Microbial transglutaminase (MTGase) modified fish gelatin-γ-polyglutamic acid (γ-PGA): Rheological behavior, gelling properties, and structure

•γ-PGA combined with MTGase made a better texture of fish gelatin (FG).•MTGase promoted FG and γ-PGA crosslinks.•MTGase can increase the viscosity of FG-γ-PGA system.•A schematic model was proposed to illustrate the progressive modification. Fish gelatin (FG) has been extensively studied as a potential substitute for mammal gelatin. However, FG often requires different modification methods to change its physical and chemical properties due to its low gelling properties.
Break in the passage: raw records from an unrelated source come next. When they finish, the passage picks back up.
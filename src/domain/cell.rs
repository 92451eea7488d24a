// ==========================================
// 仓储质检核心 - 库位领域模型
// ==========================================
// 红线: 占用计数只能通过原子增减修改
// ==========================================

use crate::domain::types::{CellRole, CellStatus};
use serde::{Deserialize, Serialize};

// ==========================================
// StorageCell - 库位
// ==========================================
#[derive(Debug, Clone, Serialize, Deserialize)]
pub struct StorageCell {
    pub cell_id: String,
    pub warehouse_id: String,
    pub code: String,               // 库位编码
    pub role: CellRole,             // 库位角色
    pub status: CellStatus,         // 占用状态

    // ===== 容量 =====
    pub max_packages: Option<i64>,
    pub max_weight_kg: Option<f64>,
    pub max_volume_m3: Option<f64>,

    // ===== 当前占用 (冗余汇总) =====
    pub current_packages: i64,
    pub current_weight_kg: f64,
    pub current_volume_m3: f64,
}

impl StorageCell {
    /// 当前占用
    pub fn load(&self) -> CellLoad {
        CellLoad {
            packages: self.current_packages,
            weight_kg: self.current_weight_kg,
            volume_m3: self.current_volume_m3,
        }
    }

    /// 是否接受该角色
    pub fn accepts(&self, roles: &[CellRole]) -> bool {
        roles.contains(&self.role)
    }

    /// 超出容量的维度 (packages / weight / volume)
    pub fn capacity_overruns(&self) -> Vec<&'static str> {
        let mut overruns = Vec::new();
        if let Some(max) = self.max_packages {
            if self.current_packages > max {
                overruns.push("packages");
            }
        }
        if let Some(max) = self.max_weight_kg {
            if self.current_weight_kg > max {
                overruns.push("weight");
            }
        }
        if let Some(max) = self.max_volume_m3 {
            if self.current_volume_m3 > max {
                overruns.push("volume");
            }
        }
        overruns
    }
}

// ==========================================
// CellLoad - 库位占用增量
// ==========================================
#[derive(Debug, Clone, Copy, Default, PartialEq, Serialize, Deserialize)]
pub struct CellLoad {
    pub packages: i64,
    pub weight_kg: f64,
    pub volume_m3: f64,
}

impl CellLoad {
    pub fn new(packages: i64, weight_kg: f64, volume_m3: f64) -> Self {
        Self {
            packages,
            weight_kg,
            volume_m3,
        }
    }

    pub fn negated(&self) -> Self {
        Self {
            packages: -self.packages,
            weight_kg: -self.weight_kg,
            volume_m3: -self.volume_m3,
        }
    }

    pub fn is_zero(&self) -> bool {
        self.packages == 0 && self.weight_kg == 0.0 && self.volume_m3 == 0.0
    }
}
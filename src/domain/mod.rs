// ==========================================
// 仓储质检核心 - 领域层
// ==========================================
// 职责: 实体与封闭枚举，不含数据访问
// ==========================================

pub mod allocation;
pub mod audit;
pub mod cell;
pub mod intake;
pub mod transition;
pub mod types;

// 重导出领域实体
pub use allocation::{Allocation, InventoryRecord, Quantities};
pub use audit::{AuditAction, AuditRecord, MovementLogEntry};
pub use cell::{CellLoad, StorageCell};
pub use intake::{IntakeLine, IntakeLineSummary};
pub use transition::Transition;
pub use types::{
    CellRole, CellStatus, Condition, MovementKind, OperationalStatus, ParseEnumError,
    Presentation, QualityStatus, ReviewState, Severity,
};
Here, γ-polyglutamic acid (γ-PGA) and microbial transglutaminase (MTGase) were combined to modify FG to improve its gelling properties. The γ-PGA at 0.04% (w/v) and MTGase of different concentrations (0.02–0.08%, w/v) were used to modify FG, and the effects of complex modification on the gelling properties and structure of FG were studied. When the MTGase content was 0.08% (w/v), FG had the best gelling properties. In addition, the complex modification of MTGase and γ-PGA hindered the formation of the triple helix during the FG gel process. This reduced the gel rate, but significantly increased its viscosity. A schematic model was also proposed to illustrate the complex modifications of FG by MTGase and γ-PGA.